## [PROBLEM]
Once you find the line containing "pub enum CornerStatus" in the data below, copy it and each following line exactly, up to and including the line containing "if self.status() == CornerStatus::SetEntity2", and nothing else.

BEGIN

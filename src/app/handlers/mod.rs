//! Feature-Handler für AppCommand-Verarbeitung.
//!
//! Jeder Handler mutiert den AppState für genau einen Bereich und erneuert
//! danach die Vorschau.

pub mod history;
pub mod snap;
pub mod tool;
//! Ecken-Werkzeuge: Abrunden und Fasen zweier Linien.
//!
//! Beide wählen nacheinander zwei Linien; die Klickpunkte bestimmen die
//! behaltenen Linienteile. Mit Trimmen werden die Ausgangslinien im selben
//! Undo-Zyklus durch die gekürzten ersetzt.

mod bevel;
mod round;

pub use bevel::BevelTool;
pub use round::RoundTool;

use super::common::{pick, release_all, release_last, PickedEntity};
use super::{PointerInput, ToolAction, ToolContext};
use crate::core::Vector;
use crate::document::{Document, EntityId, ResolveLevel};
use crate::geometry::{CornerResult, EntityData, EntityKind, LineData};
use crate::shared::ToolPreview;

#[derive(Debug, Clone, Copy, PartialEq, Eq)]
pub enum CornerStatus {
    SetEntity1,
    SetEntity2,
}

/// Gemeinsamer Auswahl-Zustand der Ecken-Werkzeuge.
#[derive(Debug, Default)]
pub(crate) struct CornerPicker {
    pub(crate) picks: Vec<PickedEntity>,
    /// Zweite Linie unter dem Cursor samt Cursor-Position
    hover: Option<(LineData, Vector)>,
}

impl CornerPicker {
    pub(crate) fn status(&self) -> CornerStatus {
        if self.picks.is_empty() {
            CornerStatus::SetEntity1
        } else {
            CornerStatus::SetEntity2
        }
    }

    fn first(&self) -> Option<(&LineData, Vector)> {
        let first = self.picks.first()?;
        Some((first.as_line()?, first.click))
    }

    /// Merkt die Linie unter dem Cursor für die Vorschau.
    pub(crate) fn hover(&mut self, pointer: PointerInput, ctx: &mut ToolContext<'_>) -> ToolAction {
        self.hover = None;
        if self.status() == CornerStatus::SetEntity2 {
            self.hover = ctx
                .catch_entity(pointer.raw, &[EntityKind::Line], ResolveLevel::None)
                .filter(|hit| !self.picks.iter().any(|p| p.same_as(hit)))
                .and_then(|hit| match hit.data {
                    EntityData::Line(l) => Some((l, pointer.raw)),
                    _ => None,
                });
        }
        ToolAction::UpdatePreview
    }

    /// Wählt eine Linie; mit der zweiten wird `solve` ausgewertet und das
    /// Ergebnis übernommen.
    pub(crate) fn click<F>(&mut self, pointer: PointerInput, ctx: &mut ToolContext<'_>, solve: F) -> ToolAction
    where
        F: Fn(&LineData, Vector, &LineData, Vector) -> Option<CornerResult>,
    {
        let Some(picked) = pick(ctx, pointer.raw, &[EntityKind::Line], ResolveLevel::None, &self.picks) else {
            return ToolAction::Ignored;
        };
        let solved = match (self.first(), picked.as_line()) {
            (Some((l1, c1)), Some(l2)) => Some(solve(l1, c1, l2, picked.click)),
            _ => None,
        };
        self.picks.push(picked);
        let Some(result) = solved else {
            return ToolAction::Continue;
        };
        let Some(result) = result else {
            log::debug!("Ecke: Linien schneiden sich nicht bzw. Parameter zu groß");
            release_last(ctx.doc, &mut self.picks);
            return ToolAction::Ignored;
        };

        let mut entities = Vec::with_capacity(3);
        let mut replaced: Vec<EntityId> = Vec::new();
        if let Some((t1, t2)) = result.trimmed {
            entities.push(t1.into());
            entities.push(t2.into());
            replaced.extend(self.picks.iter().map(|p| p.id));
        }
        entities.push(result.corner);
        ctx.commit(entities, &replaced);
        release_all(ctx.doc, &mut self.picks);
        self.hover = None;
        ToolAction::Committed
    }

    pub(crate) fn back(&mut self, doc: &mut dyn Document) -> ToolAction {
        self.hover = None;
        match release_last(doc, &mut self.picks) {
            Some(_) => ToolAction::Continue,
            None => ToolAction::Finished,
        }
    }

    pub(crate) fn preview<F>(&self, solve: F) -> ToolPreview
    where
        F: Fn(&LineData, Vector, &LineData, Vector) -> Option<CornerResult>,
    {
        let (Some((l1, c1)), Some((l2, c2))) = (self.first(), self.hover.as_ref()) else {
            return ToolPreview::default();
        };
        let Some(result) = solve(l1, c1, l2, *c2) else {
            return ToolPreview::default();
        };
        let mut preview = ToolPreview::single(result.corner);
        if let Some((t1, t2)) = result.trimmed {
            preview.push(t1);
            preview.push(t2);
        }
        preview
    }

    pub(crate) fn reset(&mut self, doc: &mut dyn Document) {
        release_all(doc, &mut self.picks);
        self.hover = None;
    }
}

END

## [EXPECTED ANSWER]
pub enum CornerStatus {
    SetEntity1,
    SetEntity2,
}

/// Gemeinsamer Auswahl-Zustand der Ecken-Werkzeuge.
#[derive(Debug, Default)]
pub(crate) struct CornerPicker {
    pub(crate) picks: Vec<PickedEntity>,
    /// Zweite Linie unter dem Cursor samt Cursor-Position
    hover: Option<(LineData, Vector)>,
}

impl CornerPicker {
    pub(crate) fn status(&self) -> CornerStatus {
        if self.picks.is_empty() {
            CornerStatus::SetEntity1
        } else {
            CornerStatus::SetEntity2
        }
    }

    fn first(&self) -> Option<(&LineData, Vector)> {
        let first = self.picks.first()?;
        Some((first.as_line()?, first.click))
    }

    /// Merkt die Linie unter dem Cursor für die Vorschau.
    pub(crate) fn hover(&mut self, pointer: PointerInput, ctx: &mut ToolContext<'_>) -> ToolAction {
        self.hover = None;
        if self.status() == CornerStatus::SetEntity2 {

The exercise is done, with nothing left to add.